# Embarassing question about sharps/flats/accidentals



## mcrosbie (Sep 1, 2009)

If you are playing a piece in C major (for example) and there is a bar that introduces an F sharp, I know that I am to play all the Fs in that bar as F sharp, but in the next bar does F go back to natural automatically or does it remain F sharp until a natural sign is placed in front of the F to indicate that it goes back to F natural? I vaguely remember that the next bar you go back to the key signature that the piece is in. So my thought is that it is only F sharp within that particular bar and when you play the F in the next bars it should return to F natural automatically. Am I correct?


----------



## the_emptier (Jan 27, 2011)

yes, sharps/flats only are designated for that bar, the next bar it automatically goes back to natural unless otherwise noted. same goes with naturals in a sharp/flat key etc


----------



## mcrosbie (Sep 1, 2009)

*Thank you. I guess my memory is good then.*

I am returning to my piano studies so it looks like my foundation is quite solid from years ago. Thanks.


----------



## Ravellian (Aug 17, 2009)

It's no problem if you're a bit rusty! I'm a performing pianist, so I can answer any other questions you might have.


----------



## the_emptier (Jan 27, 2011)

well all of those building blocks stick with you for longer than you may expect


----------



## mcrosbie (Sep 1, 2009)

Thank you for your help today.


----------



## Romantic Geek (Dec 25, 2009)

Make sure you're not playing certain composers in the 20th century where the accidental only applies to the note it's notated on ;-)


----------



## the_emptier (Jan 27, 2011)

hey wow!
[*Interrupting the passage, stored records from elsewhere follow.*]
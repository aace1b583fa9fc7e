//! Per-entity combat state: health, cooldowns, invincibility and hit cues.

use avian2d::prelude::*;
use bevy::prelude::*;

use crate::gameplay::species::SpeciesProps;
use crate::{GameSet, gameplay_running};

// === Constants ===

/// Seconds of invincibility granted by any damaging hit.
pub const HIT_INVINCIBILITY_SECS: f32 = 0.2;

/// Vertical speed (pixels/sec) below which the player counts as still.
pub const GROUNDED_SPEED_EPSILON: f32 = 1.0;

/// Consecutive still frames before the player counts as standing. The apex
/// of a jump or dash is still for a single frame only.
pub const GROUNDED_SETTLE_FRAMES: u8 = 3;

// === Types ===

/// Coarse attack category remembered for hit feedback.
#[derive(Debug, Clone, Copy, PartialEq, Eq, Hash, Reflect)]
pub enum BaseAttackKind {
    Melee,
    Ranged,
    Explosion,
}

/// Where an enemy is in its approach / attack / cooldown loop.
#[derive(Debug, Clone, Copy, PartialEq, Eq, Default, Reflect)]
pub enum AiPhase {
    #[default]
    Approaching,
    Attacking,
    Cooling,
}

/// Result of [`Combatant::receive_damage`].
#[derive(Debug, Clone, Copy, PartialEq, Eq)]
pub enum DamageOutcome {
    /// Invincible or already removed; nothing changed.
    Blocked,
    Damaged,
    /// Health reached zero on this hit.
    Killed,
}

// === Components ===

/// Mutable combat state of a player, enemy, mirror or spawner.
#[derive(Component, Debug, Clone, Reflect)]
#[reflect(Component)]
pub struct Combatant {
    pub health: i32,
    pub max_health: i32,
    pub attack_cooldown: f32,
    pub is_attacking: bool,
    pub time_since_last_attack: f32,
    pub invincibility_remaining: f32,
    pub last_damaged_by: Option<BaseAttackKind>,
    /// Set by the presentation layer once the hit cue for the last damage has played.
    pub damage_particle_played: bool,
    /// Marked for the removal sweep. Removed combatants take no further hits.
    pub removed: bool,
    pub phase: AiPhase,
    /// Last committed vertical steering direction for flying species.
    pub vertical_sign: f32,
}

impl Combatant {
    /// Fresh state at full health, ready to attack immediately.
    #[must_use]
    pub const fn new(max_health: i32, attack_cooldown: f32) -> Self {
        Self {
            health: max_health,
            max_health,
            attack_cooldown,
            is_attacking: false,
            time_since_last_attack: attack_cooldown,
            invincibility_remaining: 0.0,
            last_damaged_by: None,
            damage_particle_played: true,
            removed: false,
            phase: AiPhase::Approaching,
            vertical_sign: 0.0,
        }
    }

    #[must_use]
    pub const fn from_props(props: &SpeciesProps) -> Self {
        Self::new(props.max_health, props.attack_cooldown)
    }

    #[must_use]
    pub fn is_invincible(&self) -> bool {
        self.invincibility_remaining > 0.0
    }

    #[must_use]
    pub fn ready_to_attack(&self) -> bool {
        self.time_since_last_attack >= self.attack_cooldown
    }

    /// Restarts the cooldown clock after an attack is issued.
    pub const fn start_attack(&mut self) {
        self.time_since_last_attack = 0.0;
        self.is_attacking = true;
    }

    /// Applies `damage` unless invincible or already removed.
    ///
    /// Health never drops below zero. A hit that deals damage grants
    /// [`HIT_INVINCIBILITY_SECS`] of invincibility and records `kind` for
    /// the hit cue.
    pub fn receive_damage(&mut self, damage: i32, kind: BaseAttackKind) -> DamageOutcome {
        if self.removed || self.is_invincible() {
            return DamageOutcome::Blocked;
        }
        self.health = self.health.saturating_sub(damage).max(0);
        if damage > 0 {
            self.invincibility_remaining = HIT_INVINCIBILITY_SECS;
            self.damage_particle_played = false;
            self.last_damaged_by = Some(kind);
        }
        if self.health <= 0 {
            self.removed = true;
            DamageOutcome::Killed
        } else {
            DamageOutcome::Damaged
        }
    }

    /// Advances the cooldown clock and burns down invincibility.
    pub fn tick(&mut self, dt: f32) {
        self.time_since_last_attack += dt;
        self.invincibility_remaining = (self.invincibility_remaining - dt).max(0.0);
    }
}

/// Marker and status flags for the player body.
#[derive(Component, Debug, Clone, Default, Reflect)]
#[reflect(Component)]
pub struct PlayerModel {
    pub invincible: bool,
    /// Movement and attacks are ignored while stunned.
    pub stunned: bool,
    pub grounded: bool,
    /// Frames in a row with near-zero vertical speed.
    pub still_frames: u8,
}

/// Back-reference from a spawned enemy to the spawner that produced it.
#[derive(Component, Debug, Clone, Copy, PartialEq, Eq, Reflect)]
#[reflect(Component)]
pub struct SpawnedBy {
    pub spawner: Entity,
    pub index: u32,
}

// === Systems ===

/// Ticks every combatant's timers and lifts the player's hit status
/// once invincibility has run out.
///
/// Runs in `GameSet::Lifecycle`.
fn tick_combat_timers(time: Res<Time>, mut combatants: Query<(&mut Combatant, Option<&mut PlayerModel>)>) {
    let dt = time.delta_secs();
    for (mut combatant, player) in &mut combatants {
        combatant.tick(dt);

        let Some(mut player) = player else {
            continue;
        };
        if combatant.is_attacking && combatant.ready_to_attack() {
            combatant.is_attacking = false;
        }
        if !combatant.is_invincible() && (player.invincible || player.stunned) {
            player.invincible = false;
            player.stunned = false;
        }
    }
}

/// Derives the grounded flag from how long vertical speed has stayed near zero.
///
/// Runs in `GameSet::Input`, before attacks read it.
fn update_grounded(mut players: Query<(&mut PlayerModel, &LinearVelocity)>) {
    for (mut player, velocity) in &mut players {
        let still_frames = if velocity.y.abs() < GROUNDED_SPEED_EPSILON {
            player.still_frames.saturating_add(1)
        } else {
            0
        };
        let grounded = still_frames >= GROUNDED_SETTLE_FRAMES;
        if player.still_frames != still_frames || player.grounded != grounded {
            player.still_frames = still_frames;
            player.grounded = grounded;
        }
    }
}

// === Plugin ===

pub(super) fn plugin(app: &mut App) {
    app.register_type::<Combatant>()
        .register_type::<PlayerModel>()
        .register_type::<SpawnedBy>();

    app.add_systems(
        Update,
        (
            update_grounded
                .in_set(GameSet::Input)
                .run_if(gameplay_running),
            tick_combat_timers
                .in_set(GameSet::Lifecycle)
                .run_if(gameplay_running),
        ),
    );
}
I just auditioned for CCM on tuesday for jazz guitar. i really enjoyed visiting last summer, the opera program is to die for 

anyways, i was working on a piece in my sectional today in choir and the composer put a lot of sharps and flats where they weren't needed, i assumed they had gone back to natural but it confused me, i know they were there for reminders but it was just annoying


----------



## mcrosbie (Sep 1, 2009)

In reply to Romantic Geek - this is why I am studying with a teacher from the Royal Conservatory of Music of Toronto again. I need a qualfied teacher to point this type of thing out to me. Thanks.


----------